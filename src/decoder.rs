//! Positional row decoding.
//!
//! Maps the fields of one delimited customs row onto a [`TradeRecord`] by
//! fixed position. Decoding never fails: missing positions become empty
//! text or zero, and malformed numbers degrade to zero.

use crate::constants::columns;
use crate::models::TradeRecord;
use tracing::debug;

/// Decode one row of fields into a trade record without derived fields
pub fn decode_row<S: AsRef<str>>(fields: &[S]) -> TradeRecord {
    let text = |index: usize| field(fields, index).to_string();
    let amount = |index: usize| coerce_amount(field(fields, index));

    TradeRecord {
        port_code: text(columns::PORT_CODE),
        date: text(columns::DATE),
        iec: text(columns::IEC),
        hs_code: text(columns::HS_CODE),
        goods_description: text(columns::GOODS_DESCRIPTION),
        model_name: text(columns::MODEL_NAME),
        model_number: text(columns::MODEL_NUMBER),
        capacity: text(columns::CAPACITY),
        quantity: coerce_quantity(field(fields, columns::QUANTITY)),
        unit: text(columns::UNIT),
        unit_price_inr: amount(columns::UNIT_PRICE_INR),
        total_value_inr: amount(columns::TOTAL_VALUE_INR),
        unit_price_usd: amount(columns::UNIT_PRICE_USD),
        total_value_usd: amount(columns::TOTAL_VALUE_USD),
        duty_paid_inr: amount(columns::DUTY_PAID_INR),
        ..Default::default()
    }
}

/// Get a field by position, treating positions past the end as empty
fn field<S: AsRef<str>>(fields: &[S], index: usize) -> &str {
    fields.get(index).map(|s| s.as_ref()).unwrap_or("")
}

/// Parse a monetary or numeric field, falling back to zero
///
/// Surrounding whitespace is ignored. Empty, non-numeric and non-finite
/// values all yield `0.0`.
pub fn coerce_amount(value: &str) -> f64 {
    let trimmed = value.trim();
    if trimmed.is_empty() {
        return 0.0;
    }

    match trimmed.parse::<f64>() {
        Ok(number) if number.is_finite() => number,
        _ => {
            debug!("Non-numeric value '{}' coerced to 0", trimmed);
            0.0
        }
    }
}

/// Parse a quantity field as a non-negative whole number, falling back to zero
///
/// Fractional quantities are truncated and negative ones clamp to zero.
pub fn coerce_quantity(value: &str) -> u64 {
    let trimmed = value.trim();
    if let Ok(quantity) = trimmed.parse::<u64>() {
        return quantity;
    }

    let number = coerce_amount(trimmed);
    if number <= 0.0 {
        0
    } else {
        // float-to-int casts saturate
        number.trunc() as u64
    }
}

- WHAT IS REQUIRED
In the entries above, find the line containing "return 0.0;". Set down that line and every line after it through the last one, exactly and alone.

- WRITTEN RESPONSE
        return 0.0;
    }

    match trimmed.parse::<f64>() {
        Ok(number) if number.is_finite() => number,
        _ => {
            debug!("Non-numeric value '{}' coerced to 0", trimmed);
            0.0
        }
    }
}

/// Parse a quantity field as a non-negative whole number, falling back to zero
///
/// Fractional quantities are truncated and negative ones clamp to zero.
pub fn coerce_quantity(value: &str) -> u64 {
    let trimmed = value.trim();
    if let Ok(quantity) = trimmed.parse::<u64>() {
        return quantity;
    }

    let number = coerce_amount(trimmed);
    if number <= 0.0 {
        0
    } else {
        // float-to-int casts saturate
        number.trunc() as u64
    }
}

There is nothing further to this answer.